Write out the data exactly from its first line onward, ending with the line in which "debug!(code = %coupon.code, discount" appears.
╭──
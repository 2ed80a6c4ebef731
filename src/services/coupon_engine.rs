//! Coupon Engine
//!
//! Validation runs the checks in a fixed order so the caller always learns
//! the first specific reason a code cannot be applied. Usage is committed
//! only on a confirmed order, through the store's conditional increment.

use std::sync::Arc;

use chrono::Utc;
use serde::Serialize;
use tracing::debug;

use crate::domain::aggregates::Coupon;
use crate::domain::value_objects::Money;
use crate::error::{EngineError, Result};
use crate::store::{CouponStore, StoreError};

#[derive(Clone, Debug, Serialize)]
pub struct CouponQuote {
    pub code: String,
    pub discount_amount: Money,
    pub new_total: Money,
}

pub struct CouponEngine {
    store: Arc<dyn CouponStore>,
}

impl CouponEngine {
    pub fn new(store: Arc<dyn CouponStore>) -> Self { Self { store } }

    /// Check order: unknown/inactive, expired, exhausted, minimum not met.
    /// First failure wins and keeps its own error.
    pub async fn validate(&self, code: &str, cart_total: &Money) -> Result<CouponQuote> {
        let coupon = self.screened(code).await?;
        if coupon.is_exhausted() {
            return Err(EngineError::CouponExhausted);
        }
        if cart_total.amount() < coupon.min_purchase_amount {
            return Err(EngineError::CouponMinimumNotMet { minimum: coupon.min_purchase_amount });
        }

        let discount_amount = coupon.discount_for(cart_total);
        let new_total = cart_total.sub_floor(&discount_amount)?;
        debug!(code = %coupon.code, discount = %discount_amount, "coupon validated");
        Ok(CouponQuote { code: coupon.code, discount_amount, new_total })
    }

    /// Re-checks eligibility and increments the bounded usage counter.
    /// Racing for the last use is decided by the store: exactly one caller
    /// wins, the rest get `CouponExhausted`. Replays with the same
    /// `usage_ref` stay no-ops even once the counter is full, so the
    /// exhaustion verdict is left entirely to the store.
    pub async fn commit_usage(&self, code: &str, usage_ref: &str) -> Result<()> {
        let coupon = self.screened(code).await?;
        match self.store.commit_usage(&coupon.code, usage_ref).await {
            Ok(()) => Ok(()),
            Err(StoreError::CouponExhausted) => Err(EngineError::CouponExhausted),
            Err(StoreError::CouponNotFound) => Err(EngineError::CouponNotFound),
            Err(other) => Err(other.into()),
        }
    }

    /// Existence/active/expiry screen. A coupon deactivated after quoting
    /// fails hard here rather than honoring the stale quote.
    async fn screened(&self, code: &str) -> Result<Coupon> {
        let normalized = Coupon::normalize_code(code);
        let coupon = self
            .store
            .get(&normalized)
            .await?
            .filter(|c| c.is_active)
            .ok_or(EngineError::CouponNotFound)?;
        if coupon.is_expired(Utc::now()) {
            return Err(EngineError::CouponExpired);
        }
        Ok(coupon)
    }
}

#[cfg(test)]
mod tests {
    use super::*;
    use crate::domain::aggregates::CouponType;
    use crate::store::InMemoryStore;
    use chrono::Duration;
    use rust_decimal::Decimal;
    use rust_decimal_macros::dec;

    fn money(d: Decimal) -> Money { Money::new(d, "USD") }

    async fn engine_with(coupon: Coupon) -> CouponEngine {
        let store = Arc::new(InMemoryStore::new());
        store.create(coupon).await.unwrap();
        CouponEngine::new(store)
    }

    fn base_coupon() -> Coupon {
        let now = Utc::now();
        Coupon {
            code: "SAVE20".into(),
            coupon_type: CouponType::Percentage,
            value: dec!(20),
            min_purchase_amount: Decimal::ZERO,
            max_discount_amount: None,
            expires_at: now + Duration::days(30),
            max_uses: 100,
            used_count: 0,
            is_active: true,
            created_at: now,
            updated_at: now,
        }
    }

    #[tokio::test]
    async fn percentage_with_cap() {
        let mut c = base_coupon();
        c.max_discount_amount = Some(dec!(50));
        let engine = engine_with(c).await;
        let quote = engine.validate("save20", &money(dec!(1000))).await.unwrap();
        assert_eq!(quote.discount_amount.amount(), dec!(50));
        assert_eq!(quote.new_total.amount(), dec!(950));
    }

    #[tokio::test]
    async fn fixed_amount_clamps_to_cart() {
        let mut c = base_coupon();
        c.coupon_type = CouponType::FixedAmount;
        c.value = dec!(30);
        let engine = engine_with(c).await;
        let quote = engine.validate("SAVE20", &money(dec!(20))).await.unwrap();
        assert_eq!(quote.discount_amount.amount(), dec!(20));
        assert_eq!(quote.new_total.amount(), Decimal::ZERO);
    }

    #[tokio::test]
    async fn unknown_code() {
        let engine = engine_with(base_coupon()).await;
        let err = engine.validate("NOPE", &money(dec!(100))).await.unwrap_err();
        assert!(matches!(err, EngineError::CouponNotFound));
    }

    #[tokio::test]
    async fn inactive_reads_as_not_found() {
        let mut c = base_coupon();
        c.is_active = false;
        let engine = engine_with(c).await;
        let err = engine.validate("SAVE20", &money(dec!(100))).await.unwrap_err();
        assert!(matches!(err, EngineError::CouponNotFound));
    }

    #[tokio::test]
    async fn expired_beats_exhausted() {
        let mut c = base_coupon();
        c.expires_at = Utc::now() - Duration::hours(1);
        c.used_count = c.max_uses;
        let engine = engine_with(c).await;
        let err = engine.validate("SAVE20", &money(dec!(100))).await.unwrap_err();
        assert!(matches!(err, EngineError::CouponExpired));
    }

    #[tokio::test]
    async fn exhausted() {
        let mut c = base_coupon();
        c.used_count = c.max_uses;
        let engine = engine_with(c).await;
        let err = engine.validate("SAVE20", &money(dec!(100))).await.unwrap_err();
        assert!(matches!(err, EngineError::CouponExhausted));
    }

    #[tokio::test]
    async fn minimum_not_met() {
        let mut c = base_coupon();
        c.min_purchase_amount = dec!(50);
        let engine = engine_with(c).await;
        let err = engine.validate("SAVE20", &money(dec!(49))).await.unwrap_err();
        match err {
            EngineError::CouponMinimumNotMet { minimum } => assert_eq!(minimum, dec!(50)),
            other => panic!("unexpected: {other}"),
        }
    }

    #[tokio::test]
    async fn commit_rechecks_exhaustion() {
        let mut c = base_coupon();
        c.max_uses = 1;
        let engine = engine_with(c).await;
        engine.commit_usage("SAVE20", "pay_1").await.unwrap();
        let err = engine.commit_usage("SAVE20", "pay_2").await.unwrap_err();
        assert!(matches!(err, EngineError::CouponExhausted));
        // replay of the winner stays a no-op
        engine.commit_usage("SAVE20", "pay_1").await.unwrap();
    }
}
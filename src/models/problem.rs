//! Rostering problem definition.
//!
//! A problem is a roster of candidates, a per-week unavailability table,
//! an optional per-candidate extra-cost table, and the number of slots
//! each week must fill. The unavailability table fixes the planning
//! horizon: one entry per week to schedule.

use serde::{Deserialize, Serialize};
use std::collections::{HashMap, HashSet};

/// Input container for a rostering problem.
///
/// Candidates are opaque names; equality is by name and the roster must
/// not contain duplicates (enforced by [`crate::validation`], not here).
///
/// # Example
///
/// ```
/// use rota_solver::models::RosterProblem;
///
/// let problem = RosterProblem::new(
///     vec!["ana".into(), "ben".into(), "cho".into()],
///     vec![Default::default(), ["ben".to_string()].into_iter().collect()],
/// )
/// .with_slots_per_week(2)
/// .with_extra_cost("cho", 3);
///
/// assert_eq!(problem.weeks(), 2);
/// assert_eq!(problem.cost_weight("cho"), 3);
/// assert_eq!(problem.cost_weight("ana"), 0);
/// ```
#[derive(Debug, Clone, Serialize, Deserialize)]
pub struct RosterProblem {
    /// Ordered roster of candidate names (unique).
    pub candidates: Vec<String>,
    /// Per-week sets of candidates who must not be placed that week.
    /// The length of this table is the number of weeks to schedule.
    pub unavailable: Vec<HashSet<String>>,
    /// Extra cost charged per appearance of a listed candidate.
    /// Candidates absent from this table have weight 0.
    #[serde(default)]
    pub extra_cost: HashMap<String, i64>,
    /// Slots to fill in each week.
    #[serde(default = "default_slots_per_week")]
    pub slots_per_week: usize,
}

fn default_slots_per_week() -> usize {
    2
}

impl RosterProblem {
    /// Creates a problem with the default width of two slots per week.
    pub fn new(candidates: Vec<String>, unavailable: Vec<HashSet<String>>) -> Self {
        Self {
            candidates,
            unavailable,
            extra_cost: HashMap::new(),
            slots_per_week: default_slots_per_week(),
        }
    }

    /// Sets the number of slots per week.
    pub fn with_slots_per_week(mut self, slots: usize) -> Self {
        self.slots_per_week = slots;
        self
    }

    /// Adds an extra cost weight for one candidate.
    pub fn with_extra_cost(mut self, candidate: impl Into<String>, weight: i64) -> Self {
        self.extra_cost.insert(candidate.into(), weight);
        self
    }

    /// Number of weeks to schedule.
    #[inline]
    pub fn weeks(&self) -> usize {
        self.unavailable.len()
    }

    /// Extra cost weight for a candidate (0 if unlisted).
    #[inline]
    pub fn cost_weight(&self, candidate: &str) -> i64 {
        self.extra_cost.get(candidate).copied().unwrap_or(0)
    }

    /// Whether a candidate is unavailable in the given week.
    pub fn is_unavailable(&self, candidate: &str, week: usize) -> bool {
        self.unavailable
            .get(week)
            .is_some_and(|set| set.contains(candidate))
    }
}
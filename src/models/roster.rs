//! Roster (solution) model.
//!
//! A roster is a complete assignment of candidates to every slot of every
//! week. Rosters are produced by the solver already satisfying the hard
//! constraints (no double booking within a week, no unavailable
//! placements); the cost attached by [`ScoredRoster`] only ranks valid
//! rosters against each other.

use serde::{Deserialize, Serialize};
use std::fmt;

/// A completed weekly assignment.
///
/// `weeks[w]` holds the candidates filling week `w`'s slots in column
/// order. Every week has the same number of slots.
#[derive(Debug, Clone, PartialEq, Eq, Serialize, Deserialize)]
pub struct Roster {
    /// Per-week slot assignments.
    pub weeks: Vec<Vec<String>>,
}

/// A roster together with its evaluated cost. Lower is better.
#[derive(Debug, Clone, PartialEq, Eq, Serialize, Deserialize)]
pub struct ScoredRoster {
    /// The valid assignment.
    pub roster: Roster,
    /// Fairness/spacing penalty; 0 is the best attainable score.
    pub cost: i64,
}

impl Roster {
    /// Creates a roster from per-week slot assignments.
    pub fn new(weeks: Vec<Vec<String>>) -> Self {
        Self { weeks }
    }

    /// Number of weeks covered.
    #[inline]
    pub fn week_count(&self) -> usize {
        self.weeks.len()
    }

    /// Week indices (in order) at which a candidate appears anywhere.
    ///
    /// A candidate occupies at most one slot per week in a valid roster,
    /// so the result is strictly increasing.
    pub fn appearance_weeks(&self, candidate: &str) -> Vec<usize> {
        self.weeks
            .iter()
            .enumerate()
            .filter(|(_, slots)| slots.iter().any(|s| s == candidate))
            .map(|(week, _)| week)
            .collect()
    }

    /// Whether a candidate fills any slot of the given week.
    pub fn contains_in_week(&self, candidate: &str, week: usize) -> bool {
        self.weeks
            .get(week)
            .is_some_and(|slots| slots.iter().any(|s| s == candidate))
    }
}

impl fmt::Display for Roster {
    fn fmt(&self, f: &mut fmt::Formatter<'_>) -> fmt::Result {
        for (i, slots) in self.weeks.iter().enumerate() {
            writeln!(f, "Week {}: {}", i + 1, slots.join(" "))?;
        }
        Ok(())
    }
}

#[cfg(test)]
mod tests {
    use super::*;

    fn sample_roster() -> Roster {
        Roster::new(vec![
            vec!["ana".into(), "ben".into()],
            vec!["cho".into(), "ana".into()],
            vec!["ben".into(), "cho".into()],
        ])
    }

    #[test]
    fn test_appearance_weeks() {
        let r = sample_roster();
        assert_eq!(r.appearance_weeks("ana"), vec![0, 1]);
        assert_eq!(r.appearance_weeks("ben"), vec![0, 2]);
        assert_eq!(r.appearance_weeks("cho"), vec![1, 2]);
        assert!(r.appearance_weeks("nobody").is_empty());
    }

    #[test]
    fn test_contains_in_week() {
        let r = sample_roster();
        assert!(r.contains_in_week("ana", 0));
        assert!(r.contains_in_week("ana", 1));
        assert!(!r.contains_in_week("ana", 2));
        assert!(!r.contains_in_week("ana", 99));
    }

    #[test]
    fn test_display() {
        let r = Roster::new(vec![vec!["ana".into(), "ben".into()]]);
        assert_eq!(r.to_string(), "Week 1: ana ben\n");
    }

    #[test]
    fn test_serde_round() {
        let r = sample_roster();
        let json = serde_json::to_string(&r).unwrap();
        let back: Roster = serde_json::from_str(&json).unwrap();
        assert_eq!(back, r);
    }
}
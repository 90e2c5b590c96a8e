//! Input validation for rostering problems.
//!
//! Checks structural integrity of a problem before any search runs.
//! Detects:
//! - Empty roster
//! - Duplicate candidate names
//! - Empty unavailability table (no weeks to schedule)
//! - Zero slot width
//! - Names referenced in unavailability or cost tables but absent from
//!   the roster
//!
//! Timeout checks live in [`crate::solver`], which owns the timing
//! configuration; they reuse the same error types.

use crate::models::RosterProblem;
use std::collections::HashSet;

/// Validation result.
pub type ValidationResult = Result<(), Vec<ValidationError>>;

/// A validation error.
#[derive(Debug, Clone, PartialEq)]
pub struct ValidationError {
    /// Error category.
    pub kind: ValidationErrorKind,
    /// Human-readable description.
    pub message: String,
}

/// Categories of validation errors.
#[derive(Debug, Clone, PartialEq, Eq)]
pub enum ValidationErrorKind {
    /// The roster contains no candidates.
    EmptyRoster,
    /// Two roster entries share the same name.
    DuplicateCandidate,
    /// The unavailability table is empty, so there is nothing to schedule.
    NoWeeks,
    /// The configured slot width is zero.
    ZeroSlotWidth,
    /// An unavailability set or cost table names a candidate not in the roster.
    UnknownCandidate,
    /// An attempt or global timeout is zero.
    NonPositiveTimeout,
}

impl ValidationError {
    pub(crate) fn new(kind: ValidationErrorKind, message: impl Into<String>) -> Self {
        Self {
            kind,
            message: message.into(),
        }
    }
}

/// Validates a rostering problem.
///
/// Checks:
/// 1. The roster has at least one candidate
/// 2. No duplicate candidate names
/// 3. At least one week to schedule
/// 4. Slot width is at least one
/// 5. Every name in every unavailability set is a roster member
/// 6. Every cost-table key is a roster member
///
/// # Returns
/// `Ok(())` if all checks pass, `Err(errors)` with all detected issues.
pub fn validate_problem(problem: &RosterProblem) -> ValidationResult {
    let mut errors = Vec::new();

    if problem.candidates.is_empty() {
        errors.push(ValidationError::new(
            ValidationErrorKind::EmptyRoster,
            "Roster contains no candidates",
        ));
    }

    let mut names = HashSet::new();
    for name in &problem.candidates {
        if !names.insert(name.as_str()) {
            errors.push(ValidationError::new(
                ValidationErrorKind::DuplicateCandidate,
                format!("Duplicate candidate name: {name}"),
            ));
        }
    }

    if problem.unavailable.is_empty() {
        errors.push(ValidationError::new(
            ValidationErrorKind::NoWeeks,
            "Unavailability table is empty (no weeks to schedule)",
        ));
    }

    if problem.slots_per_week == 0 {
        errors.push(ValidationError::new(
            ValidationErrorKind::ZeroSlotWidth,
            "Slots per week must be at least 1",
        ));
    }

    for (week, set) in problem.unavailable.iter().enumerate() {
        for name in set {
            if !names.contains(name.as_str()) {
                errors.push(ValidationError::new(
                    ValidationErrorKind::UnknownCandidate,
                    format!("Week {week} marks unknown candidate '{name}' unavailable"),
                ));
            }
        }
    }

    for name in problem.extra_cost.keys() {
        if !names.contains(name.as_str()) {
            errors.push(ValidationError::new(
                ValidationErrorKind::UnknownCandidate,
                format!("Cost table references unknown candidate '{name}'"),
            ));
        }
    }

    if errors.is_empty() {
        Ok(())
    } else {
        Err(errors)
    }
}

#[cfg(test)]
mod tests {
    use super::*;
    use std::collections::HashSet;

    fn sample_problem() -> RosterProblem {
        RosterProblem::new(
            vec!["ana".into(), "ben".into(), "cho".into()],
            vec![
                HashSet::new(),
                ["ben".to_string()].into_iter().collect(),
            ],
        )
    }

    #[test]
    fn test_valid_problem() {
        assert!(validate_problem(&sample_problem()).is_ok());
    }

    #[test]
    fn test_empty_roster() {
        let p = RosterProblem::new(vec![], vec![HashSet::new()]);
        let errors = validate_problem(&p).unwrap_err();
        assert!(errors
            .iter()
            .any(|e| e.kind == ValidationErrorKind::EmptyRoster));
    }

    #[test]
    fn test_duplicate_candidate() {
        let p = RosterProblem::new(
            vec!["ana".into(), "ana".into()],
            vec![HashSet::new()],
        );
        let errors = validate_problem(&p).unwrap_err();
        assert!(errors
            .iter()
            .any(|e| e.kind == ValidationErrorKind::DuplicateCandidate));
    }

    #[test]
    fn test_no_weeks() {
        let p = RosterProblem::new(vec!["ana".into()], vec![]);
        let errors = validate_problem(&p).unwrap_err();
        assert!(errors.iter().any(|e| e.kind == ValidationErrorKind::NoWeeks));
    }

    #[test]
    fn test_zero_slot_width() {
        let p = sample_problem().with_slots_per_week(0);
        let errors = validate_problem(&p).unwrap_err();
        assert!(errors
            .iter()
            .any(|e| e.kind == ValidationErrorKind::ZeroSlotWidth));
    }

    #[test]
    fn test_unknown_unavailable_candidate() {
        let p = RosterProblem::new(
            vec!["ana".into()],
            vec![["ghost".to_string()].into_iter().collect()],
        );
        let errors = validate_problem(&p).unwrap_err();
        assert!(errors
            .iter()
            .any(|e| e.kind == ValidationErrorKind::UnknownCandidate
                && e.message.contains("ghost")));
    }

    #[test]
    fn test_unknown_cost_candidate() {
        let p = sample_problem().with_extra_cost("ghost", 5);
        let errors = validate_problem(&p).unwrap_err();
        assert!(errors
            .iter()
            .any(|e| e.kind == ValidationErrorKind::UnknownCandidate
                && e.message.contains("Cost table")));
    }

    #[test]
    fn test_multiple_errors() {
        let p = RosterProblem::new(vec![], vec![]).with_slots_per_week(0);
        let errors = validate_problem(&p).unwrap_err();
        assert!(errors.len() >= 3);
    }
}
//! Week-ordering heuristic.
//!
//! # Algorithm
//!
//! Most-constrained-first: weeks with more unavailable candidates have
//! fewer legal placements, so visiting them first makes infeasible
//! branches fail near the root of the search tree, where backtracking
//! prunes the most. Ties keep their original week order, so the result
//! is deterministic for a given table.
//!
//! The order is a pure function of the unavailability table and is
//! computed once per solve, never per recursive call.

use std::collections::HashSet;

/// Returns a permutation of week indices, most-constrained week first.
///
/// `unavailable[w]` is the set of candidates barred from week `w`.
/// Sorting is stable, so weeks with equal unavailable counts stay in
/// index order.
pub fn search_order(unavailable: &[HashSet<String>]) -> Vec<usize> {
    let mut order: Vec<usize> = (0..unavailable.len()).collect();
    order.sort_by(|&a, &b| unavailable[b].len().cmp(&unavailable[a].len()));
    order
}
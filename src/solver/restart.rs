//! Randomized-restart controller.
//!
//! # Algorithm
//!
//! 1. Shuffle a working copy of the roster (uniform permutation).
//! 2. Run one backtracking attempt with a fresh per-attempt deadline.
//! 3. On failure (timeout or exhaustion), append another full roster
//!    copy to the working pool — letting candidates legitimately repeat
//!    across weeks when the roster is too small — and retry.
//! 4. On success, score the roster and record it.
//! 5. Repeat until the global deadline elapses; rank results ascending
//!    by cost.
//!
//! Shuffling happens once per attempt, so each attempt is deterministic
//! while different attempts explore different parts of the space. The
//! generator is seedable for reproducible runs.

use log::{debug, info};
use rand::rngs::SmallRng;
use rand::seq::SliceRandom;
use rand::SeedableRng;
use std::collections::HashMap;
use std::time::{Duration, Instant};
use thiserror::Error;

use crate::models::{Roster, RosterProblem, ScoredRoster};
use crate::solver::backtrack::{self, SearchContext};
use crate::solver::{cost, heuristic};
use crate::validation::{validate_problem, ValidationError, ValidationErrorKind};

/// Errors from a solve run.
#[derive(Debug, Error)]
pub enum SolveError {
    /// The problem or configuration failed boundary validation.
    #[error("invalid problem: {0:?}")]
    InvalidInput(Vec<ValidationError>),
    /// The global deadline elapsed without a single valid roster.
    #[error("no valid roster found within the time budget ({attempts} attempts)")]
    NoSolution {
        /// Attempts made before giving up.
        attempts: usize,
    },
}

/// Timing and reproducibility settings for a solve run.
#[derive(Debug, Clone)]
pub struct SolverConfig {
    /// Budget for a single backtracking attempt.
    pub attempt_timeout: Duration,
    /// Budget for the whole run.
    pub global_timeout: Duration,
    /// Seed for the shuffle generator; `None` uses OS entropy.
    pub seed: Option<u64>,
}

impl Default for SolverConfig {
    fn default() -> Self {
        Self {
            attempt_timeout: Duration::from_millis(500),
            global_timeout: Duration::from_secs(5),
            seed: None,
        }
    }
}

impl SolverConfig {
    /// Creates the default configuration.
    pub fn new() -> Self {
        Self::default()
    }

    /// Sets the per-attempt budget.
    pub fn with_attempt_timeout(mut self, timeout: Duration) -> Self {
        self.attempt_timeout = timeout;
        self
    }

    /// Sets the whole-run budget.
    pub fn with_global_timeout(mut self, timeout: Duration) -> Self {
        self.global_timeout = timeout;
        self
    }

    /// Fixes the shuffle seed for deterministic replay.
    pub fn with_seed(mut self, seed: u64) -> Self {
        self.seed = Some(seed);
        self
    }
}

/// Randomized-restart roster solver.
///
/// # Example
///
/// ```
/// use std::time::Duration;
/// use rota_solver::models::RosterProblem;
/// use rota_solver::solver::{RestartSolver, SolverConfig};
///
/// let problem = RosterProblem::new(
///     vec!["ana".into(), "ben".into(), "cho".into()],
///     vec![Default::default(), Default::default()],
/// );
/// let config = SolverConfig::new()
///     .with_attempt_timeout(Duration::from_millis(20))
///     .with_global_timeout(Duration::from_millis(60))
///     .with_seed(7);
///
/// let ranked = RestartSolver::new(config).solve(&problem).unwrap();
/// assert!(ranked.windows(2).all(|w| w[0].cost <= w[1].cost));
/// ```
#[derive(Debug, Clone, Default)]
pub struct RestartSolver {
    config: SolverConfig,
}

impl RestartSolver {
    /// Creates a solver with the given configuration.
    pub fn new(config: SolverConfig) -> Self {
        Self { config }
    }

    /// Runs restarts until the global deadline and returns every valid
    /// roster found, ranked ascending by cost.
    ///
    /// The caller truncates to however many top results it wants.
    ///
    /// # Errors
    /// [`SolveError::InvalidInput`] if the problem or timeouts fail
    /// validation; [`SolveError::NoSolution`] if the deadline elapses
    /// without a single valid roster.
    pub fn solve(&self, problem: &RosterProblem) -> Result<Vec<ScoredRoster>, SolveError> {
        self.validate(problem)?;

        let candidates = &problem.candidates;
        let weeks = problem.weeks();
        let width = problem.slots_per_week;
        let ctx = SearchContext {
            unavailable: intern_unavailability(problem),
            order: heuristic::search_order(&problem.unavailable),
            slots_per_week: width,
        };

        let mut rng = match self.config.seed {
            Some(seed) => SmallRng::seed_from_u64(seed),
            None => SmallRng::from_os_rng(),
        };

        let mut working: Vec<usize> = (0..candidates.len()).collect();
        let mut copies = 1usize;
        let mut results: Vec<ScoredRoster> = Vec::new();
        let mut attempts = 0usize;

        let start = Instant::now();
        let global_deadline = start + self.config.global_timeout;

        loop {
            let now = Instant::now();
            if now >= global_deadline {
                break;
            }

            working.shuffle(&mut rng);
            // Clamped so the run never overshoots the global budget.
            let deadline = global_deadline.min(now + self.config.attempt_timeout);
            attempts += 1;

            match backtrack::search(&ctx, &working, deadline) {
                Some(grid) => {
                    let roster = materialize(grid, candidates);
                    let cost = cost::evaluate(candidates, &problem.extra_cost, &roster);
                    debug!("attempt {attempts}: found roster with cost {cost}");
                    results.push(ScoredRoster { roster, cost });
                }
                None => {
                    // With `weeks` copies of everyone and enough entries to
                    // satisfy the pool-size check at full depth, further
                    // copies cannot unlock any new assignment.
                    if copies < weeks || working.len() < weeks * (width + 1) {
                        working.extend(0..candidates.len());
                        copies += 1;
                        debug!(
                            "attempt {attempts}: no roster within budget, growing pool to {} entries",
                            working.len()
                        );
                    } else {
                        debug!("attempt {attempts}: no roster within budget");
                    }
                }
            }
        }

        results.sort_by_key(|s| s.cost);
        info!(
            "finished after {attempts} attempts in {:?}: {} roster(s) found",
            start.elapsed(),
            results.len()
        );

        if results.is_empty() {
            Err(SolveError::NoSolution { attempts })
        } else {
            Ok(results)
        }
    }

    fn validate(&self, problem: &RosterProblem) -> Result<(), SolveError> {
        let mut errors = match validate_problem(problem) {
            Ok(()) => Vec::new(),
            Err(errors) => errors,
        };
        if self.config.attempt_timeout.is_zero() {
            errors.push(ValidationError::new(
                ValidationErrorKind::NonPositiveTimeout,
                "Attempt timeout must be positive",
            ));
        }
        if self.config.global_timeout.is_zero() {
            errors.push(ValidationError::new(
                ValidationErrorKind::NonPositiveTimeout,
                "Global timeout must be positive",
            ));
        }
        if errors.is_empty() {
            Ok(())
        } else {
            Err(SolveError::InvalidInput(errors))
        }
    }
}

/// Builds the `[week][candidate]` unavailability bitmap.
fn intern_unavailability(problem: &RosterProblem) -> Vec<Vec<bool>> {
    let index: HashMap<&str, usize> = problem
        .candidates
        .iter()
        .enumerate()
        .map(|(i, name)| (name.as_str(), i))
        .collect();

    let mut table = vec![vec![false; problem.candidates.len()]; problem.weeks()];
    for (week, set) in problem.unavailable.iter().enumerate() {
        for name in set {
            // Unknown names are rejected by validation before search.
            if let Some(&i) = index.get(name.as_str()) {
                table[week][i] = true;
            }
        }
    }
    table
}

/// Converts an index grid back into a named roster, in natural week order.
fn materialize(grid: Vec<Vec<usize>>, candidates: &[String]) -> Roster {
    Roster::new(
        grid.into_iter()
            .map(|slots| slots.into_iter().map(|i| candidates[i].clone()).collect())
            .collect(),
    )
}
╰──
§ **Solution**
repository 2ed80a6c4ebef731
filename src/services/coupon_engine.rs
//! Coupon Engine
//!
//! Validation runs the checks in a fixed order so the caller always learns
//! the first specific reason a code cannot be applied. Usage is committed
//! only on a confirmed order, through the store's conditional increment.

use std::sync::Arc;

use chrono::Utc;
use serde::Serialize;
use tracing::debug;

use crate::domain::aggregates::Coupon;
use crate::domain::value_objects::Money;
use crate::error::{EngineError, Result};
use crate::store::{CouponStore, StoreError};

#[derive(Clone, Debug, Serialize)]
pub struct CouponQuote {
    pub code: String,
    pub discount_amount: Money,
    pub new_total: Money,
}

pub struct CouponEngine {
    store: Arc<dyn CouponStore>,
}

impl CouponEngine {
    pub fn new(store: Arc<dyn CouponStore>) -> Self { Self { store } }

    /// Check order: unknown/inactive, expired, exhausted, minimum not met.
    /// First failure wins and keeps its own error.
    pub async fn validate(&self, code: &str, cart_total: &Money) -> Result<CouponQuote> {
        let coupon = self.screened(code).await?;
        if coupon.is_exhausted() {
            return Err(EngineError::CouponExhausted);
        }
        if cart_total.amount() < coupon.min_purchase_amount {
            return Err(EngineError::CouponMinimumNotMet { minimum: coupon.min_purchase_amount });
        }

        let discount_amount = coupon.discount_for(cart_total);
        let new_total = cart_total.sub_floor(&discount_amount)?;
        debug!(code = %coupon.code, discount = %discount_amount, "coupon validated");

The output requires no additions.